** Opening Information supplied block **

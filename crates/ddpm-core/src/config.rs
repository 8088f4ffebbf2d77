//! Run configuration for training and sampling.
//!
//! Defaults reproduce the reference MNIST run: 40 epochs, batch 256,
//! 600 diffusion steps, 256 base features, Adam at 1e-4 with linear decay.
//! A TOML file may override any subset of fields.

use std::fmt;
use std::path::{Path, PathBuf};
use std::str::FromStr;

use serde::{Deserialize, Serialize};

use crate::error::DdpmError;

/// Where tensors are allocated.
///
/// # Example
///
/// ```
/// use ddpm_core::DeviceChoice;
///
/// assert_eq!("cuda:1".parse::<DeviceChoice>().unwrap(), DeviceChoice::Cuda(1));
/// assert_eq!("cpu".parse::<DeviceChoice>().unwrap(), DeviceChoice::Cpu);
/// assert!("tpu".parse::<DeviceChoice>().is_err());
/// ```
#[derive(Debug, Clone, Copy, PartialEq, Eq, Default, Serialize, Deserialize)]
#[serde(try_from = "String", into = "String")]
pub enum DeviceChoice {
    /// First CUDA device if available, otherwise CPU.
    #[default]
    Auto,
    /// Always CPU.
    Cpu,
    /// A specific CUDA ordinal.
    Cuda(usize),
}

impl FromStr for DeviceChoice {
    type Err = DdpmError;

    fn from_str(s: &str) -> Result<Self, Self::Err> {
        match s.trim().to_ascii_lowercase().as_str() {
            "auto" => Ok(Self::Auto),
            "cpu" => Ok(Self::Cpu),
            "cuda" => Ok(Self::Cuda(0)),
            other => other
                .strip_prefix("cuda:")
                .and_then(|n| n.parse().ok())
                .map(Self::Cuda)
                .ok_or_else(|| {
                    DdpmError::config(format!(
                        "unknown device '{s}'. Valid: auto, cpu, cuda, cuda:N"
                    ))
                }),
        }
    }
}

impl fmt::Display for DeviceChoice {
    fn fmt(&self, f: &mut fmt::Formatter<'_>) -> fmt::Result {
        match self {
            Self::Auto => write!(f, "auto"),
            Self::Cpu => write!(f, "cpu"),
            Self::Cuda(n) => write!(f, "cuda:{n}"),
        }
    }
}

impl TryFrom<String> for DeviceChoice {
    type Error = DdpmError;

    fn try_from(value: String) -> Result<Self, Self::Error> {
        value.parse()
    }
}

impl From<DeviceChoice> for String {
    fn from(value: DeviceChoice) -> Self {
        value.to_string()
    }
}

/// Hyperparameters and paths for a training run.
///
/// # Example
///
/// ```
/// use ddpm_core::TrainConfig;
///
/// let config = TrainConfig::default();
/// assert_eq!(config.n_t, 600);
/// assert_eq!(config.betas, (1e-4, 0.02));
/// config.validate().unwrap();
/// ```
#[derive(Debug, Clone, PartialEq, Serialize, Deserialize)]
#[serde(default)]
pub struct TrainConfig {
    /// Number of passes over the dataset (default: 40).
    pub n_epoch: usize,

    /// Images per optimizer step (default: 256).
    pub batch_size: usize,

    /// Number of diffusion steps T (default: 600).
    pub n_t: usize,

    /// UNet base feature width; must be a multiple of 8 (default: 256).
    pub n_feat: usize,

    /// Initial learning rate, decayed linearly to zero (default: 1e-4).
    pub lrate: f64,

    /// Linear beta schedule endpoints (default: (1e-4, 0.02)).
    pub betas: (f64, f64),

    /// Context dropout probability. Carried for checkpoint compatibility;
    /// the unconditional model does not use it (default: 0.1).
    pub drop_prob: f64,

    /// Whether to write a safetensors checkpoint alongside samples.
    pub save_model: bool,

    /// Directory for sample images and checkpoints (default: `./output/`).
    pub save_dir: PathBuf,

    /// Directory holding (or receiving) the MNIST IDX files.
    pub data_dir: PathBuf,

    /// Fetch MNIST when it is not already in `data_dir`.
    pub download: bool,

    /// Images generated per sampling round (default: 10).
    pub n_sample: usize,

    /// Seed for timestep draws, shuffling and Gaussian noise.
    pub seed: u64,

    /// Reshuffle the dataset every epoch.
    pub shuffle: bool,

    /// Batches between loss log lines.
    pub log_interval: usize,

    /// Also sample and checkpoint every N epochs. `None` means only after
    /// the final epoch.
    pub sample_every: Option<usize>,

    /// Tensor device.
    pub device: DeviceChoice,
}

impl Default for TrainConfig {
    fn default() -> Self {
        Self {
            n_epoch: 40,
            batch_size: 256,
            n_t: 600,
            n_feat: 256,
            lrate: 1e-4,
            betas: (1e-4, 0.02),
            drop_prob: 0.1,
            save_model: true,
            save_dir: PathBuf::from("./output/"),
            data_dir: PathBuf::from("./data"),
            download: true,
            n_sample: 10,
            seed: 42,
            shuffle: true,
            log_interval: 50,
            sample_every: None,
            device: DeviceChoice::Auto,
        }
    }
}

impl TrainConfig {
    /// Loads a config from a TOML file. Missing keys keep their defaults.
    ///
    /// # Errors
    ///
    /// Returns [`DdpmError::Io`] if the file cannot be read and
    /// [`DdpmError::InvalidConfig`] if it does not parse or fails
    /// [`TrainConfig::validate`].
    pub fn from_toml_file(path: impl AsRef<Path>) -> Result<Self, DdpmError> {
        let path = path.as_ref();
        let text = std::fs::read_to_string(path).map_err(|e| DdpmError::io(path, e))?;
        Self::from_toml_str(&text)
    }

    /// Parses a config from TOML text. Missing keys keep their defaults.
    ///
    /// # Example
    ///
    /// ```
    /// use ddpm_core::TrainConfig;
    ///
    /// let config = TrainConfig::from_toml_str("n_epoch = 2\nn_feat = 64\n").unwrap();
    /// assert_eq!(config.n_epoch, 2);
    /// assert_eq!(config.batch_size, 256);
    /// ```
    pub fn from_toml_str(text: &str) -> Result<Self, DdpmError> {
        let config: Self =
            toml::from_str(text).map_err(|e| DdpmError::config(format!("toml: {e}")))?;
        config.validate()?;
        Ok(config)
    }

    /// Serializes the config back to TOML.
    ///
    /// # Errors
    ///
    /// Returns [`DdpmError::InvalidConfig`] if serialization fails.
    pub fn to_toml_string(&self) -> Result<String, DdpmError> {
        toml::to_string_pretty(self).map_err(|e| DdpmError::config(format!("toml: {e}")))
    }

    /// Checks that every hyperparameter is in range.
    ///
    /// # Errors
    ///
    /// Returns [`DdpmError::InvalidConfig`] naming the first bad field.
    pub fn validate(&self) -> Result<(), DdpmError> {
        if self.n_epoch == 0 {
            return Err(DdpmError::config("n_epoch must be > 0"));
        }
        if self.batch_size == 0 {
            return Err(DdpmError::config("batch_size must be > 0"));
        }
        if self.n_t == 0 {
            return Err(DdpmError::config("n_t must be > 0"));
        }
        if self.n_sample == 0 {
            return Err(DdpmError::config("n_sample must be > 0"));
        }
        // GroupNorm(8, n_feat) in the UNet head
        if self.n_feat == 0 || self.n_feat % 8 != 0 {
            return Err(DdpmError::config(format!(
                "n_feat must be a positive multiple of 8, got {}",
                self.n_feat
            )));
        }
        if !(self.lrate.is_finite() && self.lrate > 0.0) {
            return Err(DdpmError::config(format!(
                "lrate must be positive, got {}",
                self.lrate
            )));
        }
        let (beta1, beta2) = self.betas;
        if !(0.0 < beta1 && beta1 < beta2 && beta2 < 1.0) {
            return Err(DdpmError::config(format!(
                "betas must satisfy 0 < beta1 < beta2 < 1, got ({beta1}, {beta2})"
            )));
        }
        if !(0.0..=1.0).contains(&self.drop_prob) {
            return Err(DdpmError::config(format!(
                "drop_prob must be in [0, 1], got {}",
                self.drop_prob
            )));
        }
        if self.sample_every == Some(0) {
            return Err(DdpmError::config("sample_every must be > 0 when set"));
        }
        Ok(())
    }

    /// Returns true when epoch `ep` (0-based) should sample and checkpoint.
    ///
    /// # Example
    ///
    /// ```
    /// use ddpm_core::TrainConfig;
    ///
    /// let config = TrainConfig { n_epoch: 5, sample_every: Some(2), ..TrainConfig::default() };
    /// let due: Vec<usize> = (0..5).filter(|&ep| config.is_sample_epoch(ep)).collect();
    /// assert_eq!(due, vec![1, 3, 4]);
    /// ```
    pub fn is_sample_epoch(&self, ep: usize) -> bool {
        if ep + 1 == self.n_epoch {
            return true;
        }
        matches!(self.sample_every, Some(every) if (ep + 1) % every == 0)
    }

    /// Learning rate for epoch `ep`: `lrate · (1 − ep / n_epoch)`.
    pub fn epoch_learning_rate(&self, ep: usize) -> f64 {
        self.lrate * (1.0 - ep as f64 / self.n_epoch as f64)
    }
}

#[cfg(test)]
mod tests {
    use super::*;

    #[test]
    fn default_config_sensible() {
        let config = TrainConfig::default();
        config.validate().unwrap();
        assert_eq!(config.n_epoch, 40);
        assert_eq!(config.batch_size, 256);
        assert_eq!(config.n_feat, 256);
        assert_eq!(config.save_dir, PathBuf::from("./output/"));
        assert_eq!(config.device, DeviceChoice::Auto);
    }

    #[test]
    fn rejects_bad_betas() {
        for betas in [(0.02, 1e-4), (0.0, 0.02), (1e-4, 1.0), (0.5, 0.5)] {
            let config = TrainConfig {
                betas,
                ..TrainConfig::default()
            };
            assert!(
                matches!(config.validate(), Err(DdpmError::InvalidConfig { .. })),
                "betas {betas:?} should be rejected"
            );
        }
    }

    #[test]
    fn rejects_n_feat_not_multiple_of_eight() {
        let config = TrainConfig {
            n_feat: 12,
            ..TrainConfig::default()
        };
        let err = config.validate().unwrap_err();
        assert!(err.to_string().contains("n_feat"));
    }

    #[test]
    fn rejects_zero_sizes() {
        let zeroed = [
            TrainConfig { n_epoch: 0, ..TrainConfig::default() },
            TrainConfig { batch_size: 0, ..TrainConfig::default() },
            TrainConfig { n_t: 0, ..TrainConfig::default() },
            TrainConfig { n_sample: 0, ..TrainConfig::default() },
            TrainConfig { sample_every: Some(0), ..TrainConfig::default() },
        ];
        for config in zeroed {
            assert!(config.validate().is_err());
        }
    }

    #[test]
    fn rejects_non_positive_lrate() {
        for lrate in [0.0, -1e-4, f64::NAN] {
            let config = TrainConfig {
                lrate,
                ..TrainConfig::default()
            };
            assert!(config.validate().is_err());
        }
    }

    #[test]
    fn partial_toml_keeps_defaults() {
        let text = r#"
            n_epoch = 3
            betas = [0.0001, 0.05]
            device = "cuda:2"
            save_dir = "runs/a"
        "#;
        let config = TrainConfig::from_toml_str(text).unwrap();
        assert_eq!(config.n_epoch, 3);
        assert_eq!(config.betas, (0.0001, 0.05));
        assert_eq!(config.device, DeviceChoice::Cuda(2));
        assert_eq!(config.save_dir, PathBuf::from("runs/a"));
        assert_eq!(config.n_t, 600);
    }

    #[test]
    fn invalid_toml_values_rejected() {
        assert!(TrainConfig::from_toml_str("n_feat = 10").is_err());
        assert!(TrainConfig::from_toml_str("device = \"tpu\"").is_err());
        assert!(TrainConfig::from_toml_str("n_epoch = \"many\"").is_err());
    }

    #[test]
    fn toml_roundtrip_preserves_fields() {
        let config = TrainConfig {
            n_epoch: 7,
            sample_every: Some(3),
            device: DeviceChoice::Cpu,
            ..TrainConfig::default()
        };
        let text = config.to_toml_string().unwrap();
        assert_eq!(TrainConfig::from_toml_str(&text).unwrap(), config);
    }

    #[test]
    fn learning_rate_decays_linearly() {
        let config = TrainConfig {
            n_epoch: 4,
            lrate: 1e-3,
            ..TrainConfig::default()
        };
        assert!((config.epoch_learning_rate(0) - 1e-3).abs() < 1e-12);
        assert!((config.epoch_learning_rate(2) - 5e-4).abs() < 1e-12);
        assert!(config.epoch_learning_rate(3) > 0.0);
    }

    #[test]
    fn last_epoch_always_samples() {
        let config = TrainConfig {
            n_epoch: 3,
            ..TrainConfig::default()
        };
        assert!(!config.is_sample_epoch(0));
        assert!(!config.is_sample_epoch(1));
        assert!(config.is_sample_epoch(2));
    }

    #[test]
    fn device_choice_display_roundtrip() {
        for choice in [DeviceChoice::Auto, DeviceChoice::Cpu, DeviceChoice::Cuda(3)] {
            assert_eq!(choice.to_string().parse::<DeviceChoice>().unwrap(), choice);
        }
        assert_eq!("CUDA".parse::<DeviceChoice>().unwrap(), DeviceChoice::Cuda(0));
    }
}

** Closing Information supplied block **

• [What is expected]: What lines in the material mention "FromStr"? Copy every one of them.

• [Answer to this exercise]:
use std::str::FromStr;
impl FromStr for DeviceChoice {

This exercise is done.